Ai fini della metodologia utilizzata dal pronto soccorso psicologico Italia assume rilevanza soprattutto l’ultimo punto e, in particolare, il concetto di efficacia. Infatti, quasi tutti gli studi e le ricerche sulla psicoterapia si sono concentrate sull’efficacia della psicoterapia tralasciando, spesso, l’efficienza terapeutica.
Saul Rosenzweig (1936) sembrava aver risolto il dilemma attraverso il famoso “verdetto di Dodo” per cui, al di là degli orientamenti teorici, a produrre il cambiamento in psicoterapia erano una serie di elementi aspecifici comuni, invece, a tutti gli orientamenti terapeutici. Sebbene, la scoperta di Rosenzweig sembrava aver risolto il problema, al contrario ha dato vita ad un acceso dibattito all’interno della ricerca sulla efficacia e sull’efficienza della psicoterapia. Come abbiamo visto sopra si sono susseguiti tutta una serie di ricerche, commissionate dall’APA, volte a determinare i fattori specifici e aspecifici in grado di determinare gli outcome dei vari orientamenti psicoterapici. In sostanza, gli studi sulla evidence based sono orientati a determinare l’efficacia degli interventi terapeutici con l’utilizzo dei fattori specifici insiti nelle metodologie dei vari orientamenti terapeutici. Altri studi e ricerche, invece, hanno attivamente ricercato l’efficienza terapeutica attraverso l’individuazione dei fattori aspecifici.

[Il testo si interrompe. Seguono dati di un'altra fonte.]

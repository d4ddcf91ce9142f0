//! Single-archive MAP-Elites strategy.

use log::debug;
use rand::Rng;

use super::archive::{validate_descriptors, Archive, Placement};
use super::config::MapElitesConfig;
use super::descriptor::Descriptor;
use crate::error::{ConfigError, SolverError};
use crate::order::DagPartiallyOrderedCollection;
use crate::solver::variation::mutate_uniform;
use crate::solver::{
    EvaluationPipeline, GenotypeFactory, Individual, Mutation, Offspring, PopulationState,
    Problem, Progress, QualityOrder, SolutionMapper, SolverState, Strategy,
};

/// State of a MAP-Elites run: the archive plus the population view of its
/// occupants.
#[derive(Debug, Clone)]
pub struct MapElitesState<G, S, Q> {
    population: PopulationState<G, S, Q>,
    archive: Archive<Individual<G, S, Q>>,
}

impl<G, S, Q> MapElitesState<G, S, Q> {
    pub fn archive(&self) -> &Archive<Individual<G, S, Q>> {
        &self.archive
    }

    pub fn into_parts(self) -> (PopulationState<G, S, Q>, Archive<Individual<G, S, Q>>) {
        (self.population, self.archive)
    }
}

impl<G, S, Q> SolverState for MapElitesState<G, S, Q> {
    type Genotype = G;
    type Solution = S;
    type Quality = Q;

    fn population_state(&self) -> &PopulationState<G, S, Q> {
        &self.population
    }
}

/// Builds the population view of a set of archives: every occupant once,
/// ordered by the problem's comparator.
pub(crate) fn occupant_population<'a, G, S, P, I>(
    progress: Progress,
    occupants: I,
    problem: &P,
) -> PopulationState<G, S, P::Quality>
where
    G: Clone + 'a,
    S: Clone + 'a,
    P: Problem<S>,
    P::Quality: 'a,
    I: IntoIterator<Item = &'a Individual<G, S, P::Quality>>,
{
    let members: Vec<_> = occupants.into_iter().cloned().collect();
    PopulationState::new(
        progress,
        DagPartiallyOrderedCollection::new(members, &QualityOrder(problem)),
    )
}

/// MAP-Elites (Mouret & Clune, 2015).
///
/// Each iteration mutates `batch_size` parents drawn uniformly from the
/// current occupants, evaluates the offspring in one batch and offers each
/// to the cell its features map to. The reported population is the set of
/// all occupants.
///
/// `T` is the archived individual type,
/// `Individual<Genotype, Solution, Quality>`; descriptors read features from it.
#[derive(Debug, Clone)]
pub struct MapElites<F, Mu, T> {
    config: MapElitesConfig,
    factory: F,
    mutation: Mu,
    descriptors: Vec<Descriptor<T>>,
}

impl<F, Mu, T> MapElites<F, Mu, T> {
    pub fn new(
        config: MapElitesConfig,
        factory: F,
        mutation: Mu,
        descriptors: Vec<Descriptor<T>>,
    ) -> Result<Self, ConfigError> {
        config.validate()?;
        validate_descriptors(&descriptors)?;
        Ok(Self {
            config,
            factory,
            mutation,
            descriptors,
        })
    }

    pub fn config(&self) -> &MapElitesConfig {
        &self.config
    }

    pub fn descriptors(&self) -> &[Descriptor<T>] {
        &self.descriptors
    }
}

impl<F, Mu, M, P, G, S, Q> Strategy<M, P> for MapElites<F, Mu, Individual<G, S, Q>>
where
    F: GenotypeFactory<Genotype = G>,
    Mu: Mutation<G>,
    M: SolutionMapper<G, Solution = S>,
    P: Problem<S, Quality = Q>,
    G: Clone + Sync,
    S: Clone + Send + Sync,
    Q: Clone + Send + Sync,
{
    type State = MapElitesState<G, S, Q>;

    fn init<R: Rng>(
        &self,
        pipeline: &EvaluationPipeline<'_, M, P>,
        rng: &mut R,
    ) -> Result<Self::State, SolverError> {
        let mut progress = Progress::start();
        let births = self
            .factory
            .build(self.config.initial_population, rng)
            .into_iter()
            .map(Offspring::orphan)
            .collect();
        let evaluated = pipeline.evaluate_births(births, 0, &mut progress)?;

        let order = QualityOrder(pipeline.problem());
        let mut archive = Archive::new(self.descriptors.clone())?;
        for individual in evaluated {
            archive.add(individual, &order);
        }
        progress.refresh_elapsed();

        let population = occupant_population(progress, archive.occupants(), pipeline.problem());
        Ok(MapElitesState {
            population,
            archive,
        })
    }

    fn update<R: Rng>(
        &self,
        pipeline: &EvaluationPipeline<'_, M, P>,
        rng: &mut R,
        state: Self::State,
    ) -> Result<Self::State, SolverError> {
        let (population, mut archive) = state.into_parts();
        let (mut progress, _) = population.into_parts();
        let iteration = progress.next_iteration();

        let births = mutate_uniform(
            &archive.occupants(),
            self.config.batch_size,
            &self.mutation,
            rng,
        )?;
        let evaluated = pipeline.evaluate_births(births, iteration, &mut progress)?;

        let order = QualityOrder(pipeline.problem());
        let (mut occupied, mut replaced) = (0usize, 0usize);
        for individual in evaluated {
            match archive.add(individual, &order) {
                Placement::Occupied => occupied += 1,
                Placement::Replaced => replaced += 1,
                Placement::Discarded => {}
            }
        }
        progress.advance();
        debug!(
            "map-elites iteration {iteration}: {}/{} cells occupied ({occupied} new, {replaced} replaced)",
            archive.len(),
            archive.capacity()
        );

        let population = occupant_population(progress, archive.occupants(), pipeline.problem());
        Ok(MapElitesState {
            population,
            archive,
        })
    }
}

Il RUOLO DEI FATTORI ASPECIFICI
Basta citare a questo proposito gli studi di Norcross [1](2001) che per la prima volta prendono in considerazione, non tanto i fattori specifici di un trattamento, ma un fattore aspecifico come la relazione terapeutica. Infatti, prendendo a prestito la definizione di Gelso e Carter (1985 – 1984) i ricercatori del gruppo definiscono la relazione terapeutica come “i sentimenti e gli atteggiamenti che il terapeuta e il cliente hanno l’uno verso l’altro e il modo in cui questi sono espressi” e si sono chiesti quali elementi includere ed escludere che contraddistinguono la suddetta particolare relazione. Gli elementi che hanno incluso sono l’alleanza nella terapia individuale e la coesione in quella di gruppo. Inoltre, hanno inserito anche gli elementi facilitatori così come individuati da Rogers (1951) ovvero empatia, considerazione positiva e genuinità.

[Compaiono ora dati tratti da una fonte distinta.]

//! State observers.
//!
//! Observers receive an immutable snapshot of the state after `init` and
//! after every `update`. The snapshot is an `Arc` of a copy taken at the
//! iteration boundary, so nothing the solver does afterwards can change what
//! an observer has seen. The solver does not wait on observers beyond the
//! `listen` call itself; deferring work is up to the observer.

use std::sync::atomic::{AtomicBool, Ordering};
use std::sync::{Arc, Mutex, PoisonError};

use log::info;

use super::state::SolverState;
use crate::order::PartiallyOrderedCollection;

/// Receives per-iteration snapshots.
pub trait StateObserver<St>: Send + Sync {
    /// Called with the snapshot of one iteration boundary.
    fn listen(&self, snapshot: Arc<St>);

    /// Called once when the run terminates normally.
    fn done(&self) {}
}

/// Logs one line per snapshot through the `log` facade.
#[derive(Debug, Clone, Copy, Default)]
pub struct LogObserver;

impl<St: SolverState> StateObserver<St> for LogObserver {
    fn listen(&self, snapshot: Arc<St>) {
        let state = snapshot.population_state();
        let progress = state.progress();
        info!(
            "iteration {}: births={} evaluations={} population={} front={} elapsed={}ms",
            progress.n_of_iterations(),
            progress.n_of_births(),
            progress.n_of_quality_evaluations(),
            state.population().len(),
            state.population().firsts().len(),
            progress.elapsed_millis(),
        );
    }
}

/// Keeps every snapshot it receives.
#[derive(Debug)]
pub struct SnapshotCollector<St> {
    snapshots: Mutex<Vec<Arc<St>>>,
    done: AtomicBool,
}

impl<St> Default for SnapshotCollector<St> {
    fn default() -> Self {
        Self {
            snapshots: Mutex::new(Vec::new()),
            done: AtomicBool::new(false),
        }
    }
}

impl<St> SnapshotCollector<St> {
    pub fn new() -> Self {
        Self::default()
    }

    /// Snapshots received so far, oldest first.
    pub fn snapshots(&self) -> Vec<Arc<St>> {
        self.snapshots
            .lock()
            .unwrap_or_else(PoisonError::into_inner)
            .clone()
    }

    /// Whether the `done` signal has been received.
    pub fn is_done(&self) -> bool {
        self.done.load(Ordering::Acquire)
    }
}

impl<St: Send + Sync> StateObserver<St> for SnapshotCollector<St> {
    fn listen(&self, snapshot: Arc<St>) {
        self.snapshots
            .lock()
            .unwrap_or_else(PoisonError::into_inner)
            .push(snapshot);
    }

    fn done(&self) {
        self.done.store(true, Ordering::Release);
    }
}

Tutti questi elementi sono stati studiati all’interno di orientamenti terapeutici relazionali facendo riferimento anche alle tecniche utilizzate. Le conclusioni a cui sono giunti è che tutti i fattori aspecifici individuati influiscono in maniera determinate sull’efficacia della terapia insieme alle tecniche terapeutiche utilizzate. Per il gruppo di studio tecniche e relazione coincidono ai fini dell’efficacia dell’intervento in quanto “Il rapporto non esiste al di fuori di ciò che fa il terapeuta in termini di tecnica, e non possiamo immaginarne nessuna tecnica che non avrebbe alcun rapporto impatto relazionale. In altre parole, le tecniche e gli interventi sono atti relazionali”.
Particolare rilevanza per la definizione del costrutto della relazione terapeutica assumono gli studi di Gelso, cosi come riportati da Lo Coco, Gullo, Prestano e Gelso (2011), sugli elementi che lo compongono. Gelso , infatti, analizza la relazione terapeutica all’interno di un modello tripartito i cui elementi sono: l’alleanza di lavoro, il transfert e il contro -transfert, la relazione reale.
L’alleanza di lavoro e/o alleanza terapeutica è costituita da tre componenti:
l’esplicita condivisione di obiettivi da parte di paziente e terapeuta;
la chiara definizione di compiti reciproci all’inizio del trattamento;
il tipo di legame affettivo che si costituisce fra i due, caratterizzato da fiducia e rispetto (Bordin, 1979).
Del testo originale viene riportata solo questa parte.